Brava ! BBC Director of Radio and Queen of England (save London), Helen Boaden, comes punching out of her corner into Culture Secretary John Whittingdale today, in a speech handily leaked in advance to the Telegraph.

She takes to the barricades in Paris, and will say (check against delivery) "In some European countries, a change of government heralds a changing of the guard at public service broadcasters as well. Public service broadcasting subjected to undue political interference over a sustained period becomes state broadcasting. I don’t believe that is what our audiences want."

Whittingdale, she claims, has a “cycloptic” obsession with “needlessly diminishing” the BBC’s services, “to the benefit of its competitors. We must defend our right to be popular".

"The latest research commissioned by government asks a very loaded question – ‘how could you cut the BBC to the benefit of its competitors?’ – not something our listeners are queuing up to ask.

"Nor are they clamouring for us to sack our much loved presenters like Ken Bruce or Annie Mac, shut down the Radio 2 Book Club or kill the [Radio 1] Live Lounge.

"Our audiences want high-quality radio – which we give them - and to needlessly diminish our stations would do them a grave disservice.

"It has also been suggested that our stations should not be so popular; that we should deliberately turn away audiences who want our range and distinctiveness. The argument is that if we made BBC Radio less appealing to 25 to 44-year-olds, those listeners would flock to commercial radio. Real life suggests otherwise.

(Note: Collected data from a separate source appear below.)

//! [`Scheduler`] – the working cycle.
//!
//! One call to [`Scheduler::tick`] runs one bounded step of the reasoner:
//!
//! 1. **Drain** – take at most one task from the novel-task bag, create its
//!    concept if needed, activate the concept, build the task's structural
//!    links and file the task into the concept's sentence tables.
//! 2. **Cycle** – select a concept, one of its task links and a term link
//!    the task link has not been paired with recently; hand the task and the
//!    target concept's best belief to the [`RuleEngine`] and queue whatever it
//!    derives as novel tasks.  Everything taken out is put back with decay.
//! 3. **Advance** the logical clock by one.
//!
//! # States
//!
//! ```text
//!            tick, input pending            tick, nothing pending
//!  Draining ────────────────────▶ Draining ───────────────────────▶ Idle
//!     ▲                                                              │
//!     └────────────── input arrives, next tick ◀────────────────────┘
//!
//!  any state ── stop() or StopHandle::request_stop() ──▶ Stopped (terminal)
//! ```
//!
//! `Cycling` is the state while the inference half of a tick runs.  A stop
//! requested through a [`StopHandle`] while a tick is in flight takes effect
//! at the start of the next tick; a tick is never abandoned half way.
//!
//! # Example
//!
//! ```rust
//! use nars_runtime::{ReasonerConfig, Scheduler, SchedulerState};
//! use nars_types::{Budget, Sentence, Task, Term, Truth};
//!
//! let mut scheduler = Scheduler::new(ReasonerConfig { seed: Some(1), ..Default::default() }).unwrap();
//! let bird = Term::statement(Term::atom("bird"), "-->", Term::atom("animal"));
//! scheduler.input(Task::new(Sentence::judgment(bird.clone(), Truth::default()), Budget::default()));
//!
//! scheduler.tick();
//! assert!(scheduler.memory().contains(&bird));
//! assert_eq!(scheduler.state(), SchedulerState::Idle);
//!
//! scheduler.stop();
//! assert!(scheduler.is_finished());
//! ```

use std::fmt;
use std::sync::Arc;
use std::sync::atomic::{AtomicBool, Ordering};

use nars_memory::{BudgetPolicy, Concept, ConceptStore, Item, LinkRole, StandardBudget};
use nars_middleware::{EventBus, Topic};
use nars_types::{Budget, Event, EventPayload, NarsError, Task};
use serde::{Deserialize, Serialize};
use tracing::{debug, info, trace, trace_span, warn};

use crate::config::ReasonerConfig;
use crate::input::InputHandle;
use crate::rules::{NoRules, RuleEngine};

/// `source` field of every event the scheduler publishes.
const EVENT_SOURCE: &str = "nars-runtime::scheduler";

/// Mixed into the configured seed so the novel-task bag and the concept
/// store draw from different streams.
const NOVEL_SEED_SALT: u64 = 0x9E37_79B9_7F4A_7C15;

// ─────────────────────────────────────────────────────────────────────────────
// State and stop handle
// ─────────────────────────────────────────────────────────────────────────────

#[derive(Debug, Clone, Copy, PartialEq, Eq, Serialize, Deserialize)]
pub enum SchedulerState {
    /// No pending input; ticks still run inference over memory.
    Idle,
    /// Novel tasks are waiting to be attached to concepts.
    Draining,
    /// The inference half of a tick is running.
    Cycling,
    /// Terminal.  Ticks are no-ops.
    Stopped,
}

impl fmt::Display for SchedulerState {
    fn fmt(&self, f: &mut fmt::Formatter<'_>) -> fmt::Result {
        let name = match self {
            SchedulerState::Idle => "idle",
            SchedulerState::Draining => "draining",
            SchedulerState::Cycling => "cycling",
            SchedulerState::Stopped => "stopped",
        };
        f.write_str(name)
    }
}

/// Cross-thread stop request, honoured at the next tick boundary.
#[derive(Debug, Clone, Default)]
pub struct StopHandle(Arc<AtomicBool>);

impl StopHandle {
    pub fn request_stop(&self) {
        self.0.store(true, Ordering::Release);
    }

    pub fn is_stop_requested(&self) -> bool {
        self.0.load(Ordering::Acquire)
    }
}

// ─────────────────────────────────────────────────────────────────────────────
// Snapshot
// ─────────────────────────────────────────────────────────────────────────────

/// One concept as seen by [`Scheduler::snapshot_report`].
#[derive(Debug, Clone, PartialEq, Serialize, Deserialize)]
pub struct ConceptSummary {
    pub term: String,
    pub budget: Budget,
    pub task_links: usize,
    pub term_links: usize,
    pub beliefs: usize,
    pub questions: usize,
    pub goals: usize,
}

/// Diagnostic view of the whole reasoner.
#[derive(Debug, Clone, PartialEq, Serialize, Deserialize)]
pub struct MemorySnapshot {
    pub clock: u64,
    pub state: SchedulerState,
    pub novel_tasks: usize,
    pub concept_capacity: usize,
    pub concept_mass: f64,
    /// Highest priority first.
    pub concepts: Vec<ConceptSummary>,
}

impl fmt::Display for MemorySnapshot {
    fn fmt(&self, f: &mut fmt::Formatter<'_>) -> fmt::Result {
        writeln!(
            f,
            "clock={} state={} novel={} concepts={}/{} mass={:.2}",
            self.clock,
            self.state,
            self.novel_tasks,
            self.concepts.len(),
            self.concept_capacity,
            self.concept_mass
        )?;
        for c in &self.concepts {
            writeln!(
                f,
                "  {} {}  task_links={} term_links={} beliefs={} questions={} goals={}",
                c.budget, c.term, c.task_links, c.term_links, c.beliefs, c.questions, c.goals
            )?;
        }
        Ok(())
    }
}

// ─────────────────────────────────────────────────────────────────────────────
// Scheduler
// ─────────────────────────────────────────────────────────────────────────────

/// The reasoner's control loop and the owner of all of its memory.
///
/// At most one `tick` runs at a time (it takes `&mut self`).  Input may
/// arrive concurrently through an [`InputHandle`].
pub struct Scheduler {
    config: ReasonerConfig,
    state: SchedulerState,
    clock: u64,
    memory: ConceptStore,
    input: InputHandle,
    rules: Box<dyn RuleEngine>,
    bus: EventBus,
    stop: StopHandle,
}

impl Scheduler {
    /// Build a scheduler with the default budget policy and no rules.
    ///
    /// # Errors
    ///
    /// Returns [`NarsError::InvalidConfig`] if `config` fails validation.
    pub fn new(config: ReasonerConfig) -> Result<Self, NarsError> {
        Self::with_policy(config, Arc::new(StandardBudget::default()))
    }

    /// As [`new`](Self::new), with a caller-supplied merge/decay policy.
    pub fn with_policy(
        config: ReasonerConfig,
        policy: Arc<dyn BudgetPolicy>,
    ) -> Result<Self, NarsError> {
        config.validate()?;
        let memory = ConceptStore::new(
            config.concept_bag(),
            config.concept(),
            Arc::clone(&policy),
            config.seed,
        );
        let input = InputHandle::new(
            config.novel_task_bag(),
            policy,
            config.seed.map(|s| s ^ NOVEL_SEED_SALT),
        );
        info!(
            concepts = config.concept_capacity,
            levels = config.levels,
            seeded = config.seed.is_some(),
            "scheduler initialised"
        );
        Ok(Self {
            config,
            state: SchedulerState::Draining,
            clock: 0,
            memory,
            input,
            rules: Box::new(NoRules),
            bus: EventBus::default(),
            stop: StopHandle::default(),
        })
    }

    /// Replace the rule engine.
    pub fn with_rules(mut self, rules: impl RuleEngine + 'static) -> Self {
        self.rules = Box::new(rules);
        self
    }

    /// Publish on `bus` instead of a private one.
    pub fn with_bus(mut self, bus: EventBus) -> Self {
        self.bus = bus;
        self
    }

    // -------------------------------------------------------------------------
    // Front-end API
    // -------------------------------------------------------------------------

    /// Queue a task.  Returns a task forgotten to make room, if any.
    pub fn input(&self, task: Task) -> Option<Task> {
        self.input.input(task)
    }

    /// Run one working cycle.
    pub fn tick(&mut self) {
        if self.state == SchedulerState::Stopped {
            return;
        }
        if self.stop.is_stop_requested() {
            self.stop();
            return;
        }

        let span = trace_span!("tick", clock = self.clock);
        let _entered = span.enter();

        self.state = SchedulerState::Draining;
        self.drain_one();

        self.state = SchedulerState::Cycling;
        self.cycle();

        self.report_forgotten();
        self.clock += 1;
        self.state = if self.input.is_empty() {
            SchedulerState::Idle
        } else {
            SchedulerState::Draining
        };
    }

    /// `true` once the scheduler has stopped.
    pub fn is_finished(&self) -> bool {
        self.state == SchedulerState::Stopped
    }

    /// Stop immediately.  Idempotent.
    ///
    /// The [`StopHandle`] reports a stop request from here on, so holders of
    /// the handle can tell a stopped scheduler apart without locking it.
    pub fn stop(&mut self) {
        if self.state == SchedulerState::Stopped {
            return;
        }
        self.stop.request_stop();
        self.state = SchedulerState::Stopped;
        info!(clock = self.clock, "scheduler stopped");
        let notice = format!("stopped at cycle {}", self.clock);
        self.publish(Topic::Status, EventPayload::Status(notice));
    }

    /// Human-readable dump of memory.
    pub fn snapshot(&self) -> String {
        self.snapshot_report().to_string()
    }

    pub fn snapshot_report(&self) -> MemorySnapshot {
        let concepts = self
            .memory
            .iter()
            .map(|c| ConceptSummary {
                term: c.term().to_string(),
                budget: *c.budget(),
                task_links: c.task_links().len(),
                term_links: c.term_links().len(),
                beliefs: c.beliefs().len(),
                questions: c.questions().len(),
                goals: c.goals().len(),
            })
            .collect();
        MemorySnapshot {
            clock: self.clock,
            state: self.state,
            novel_tasks: self.input.pending(),
            concept_capacity: self.memory.capacity(),
            concept_mass: self.memory.mass(),
            concepts,
        }
    }

    // -------------------------------------------------------------------------
    // Accessors
    // -------------------------------------------------------------------------

    pub fn state(&self) -> SchedulerState {
        self.state
    }

    /// Logical time: the number of completed ticks.
    pub fn clock(&self) -> u64 {
        self.clock
    }

    pub fn memory(&self) -> &ConceptStore {
        &self.memory
    }

    pub fn config(&self) -> &ReasonerConfig {
        &self.config
    }

    pub fn input_handle(&self) -> InputHandle {
        self.input.clone()
    }

    pub fn stop_handle(&self) -> StopHandle {
        self.stop.clone()
    }

    pub fn bus(&self) -> EventBus {
        self.bus.clone()
    }

    // -------------------------------------------------------------------------
    // Working cycle
    // -------------------------------------------------------------------------

    fn drain_one(&mut self) {
        // Lock is held only inside take_one.
        let Some(task) = self.input.take_one() else {
            return;
        };
        let now = self.clock;
        let budget = task.budget.at(now);

        // Held outside the store until filed, so creating the component
        // concepts can only forget other concepts.
        let mut concept = self.memory.take_activated(task.term(), budget, now);
        self.link_structure(&mut concept, &task, budget, now);
        concept.process(&task);
        self.memory.put_in(concept);

        debug!(task = %task, "task accepted");
        if task.is_input() {
            self.publish(Topic::Input, EventPayload::InputAccepted(task.to_string()));
        }
    }

    /// Link a compound task's concept with its components, both ways, and
    /// give every one of those concepts a task link to the task.  Atoms have
    /// no structure and get no links.
    fn link_structure(&mut self, concept: &mut Concept, task: &Task, budget: Budget, now: u64) {
        let term = task.term();
        if !term.is_compound() {
            return;
        }
        concept.link_task(task, budget);
        for (index, component) in term.components().iter().enumerate() {
            let component_concept = self.memory.get_or_create(component, now);
            component_concept.link_term(term.clone(), LinkRole::Compound(index), budget);
            component_concept.link_task(task, budget);
            concept.link_term(component.clone(), LinkRole::Component(index), budget);
        }
    }

    fn cycle(&mut self) {
        let now = self.clock;
        let Some(mut concept) = self.memory.select_one() else {
            return;
        };
        let Some(mut task_link) = concept.task_links_mut().take_out() else {
            self.memory.return_one(concept, now);
            return;
        };

        let term_link = concept.term_links_mut().take_out_matching(
            &mut task_link,
            self.config.max_matched_term_links,
            now,
        );

        if let Some(term_link) = term_link {
            let derived = {
                let belief = if &term_link.target == concept.term() {
                    concept.select_belief()
                } else {
                    self.memory
                        .get(&term_link.target)
                        .and_then(Concept::select_belief)
                };
                trace!(
                    concept = %concept.term(),
                    task = %task_link.task.sentence,
                    target = %term_link.target,
                    has_belief = belief.is_some(),
                    "applying rules"
                );
                self.rules.apply_rules(&task_link.task, belief)
            };
            for task in derived {
                self.route_derived(task);
            }
            concept.term_links_mut().put_back(term_link, now);
        }

        concept.task_links_mut().put_back(task_link, now);
        self.memory.return_one(concept, now);
    }

    fn route_derived(&mut self, task: Task) {
        debug!(task = %task, "derived");
        self.publish(Topic::Derivations, EventPayload::Derived(task.to_string()));
        if let Some(dropped) = self.input.input(task) {
            trace!(task = %dropped, "derived task displaced from novel bag");
        }
    }

    fn report_forgotten(&mut self) {
        for term in self.memory.take_forgotten() {
            self.publish(Topic::Memory, EventPayload::ConceptForgotten(term.to_string()));
        }
    }

    fn publish(&self, topic: Topic, payload: EventPayload) {
        let event = Event::new(EVENT_SOURCE, self.clock, payload);
        if let Err(e) = self.bus.publish_to(topic, event) {
            warn!(error = %e, ?topic, "failed to publish scheduler event");
        }
    }
}

impl fmt::Debug for Scheduler {
    fn fmt(&self, f: &mut fmt::Formatter<'_>) -> fmt::Result {
        f.debug_struct("Scheduler")
            .field("state", &self.state)
            .field("clock", &self.clock)
            .field("memory", &self.memory)
            .field("input", &self.input)
            .finish()
    }
}

// ─────────────────────────────────────────────────────────────────────────────
// Tests
// ─────────────────────────────────────────────────────────────────────────────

 "Since 2010, the time this age group spends with BBC Radio has dropped by two hours a week, but commercial radio hasn’t seen a commensurate increase in their listenership. They have left us but not gone to commercial radio. We are not the problem."

This is presumably an agreed tactic. A wounded Whittingdale could be dangerous - and he's already severely patronised BBC TV Uber Controller Charlotte Moore for her assertion, contrary to the mighty Oliver & Olhbaum, that BBC1 is more 'distinctive' than it was in prime time. "I hope Charlotte has read the whole thing – she needs to do so, as does Tony. It’s not supposed to be critical, it’s supposed to be flagging up areas where indistinctiveness...... [I'm] really looking forward to having a debate with her”. Game on.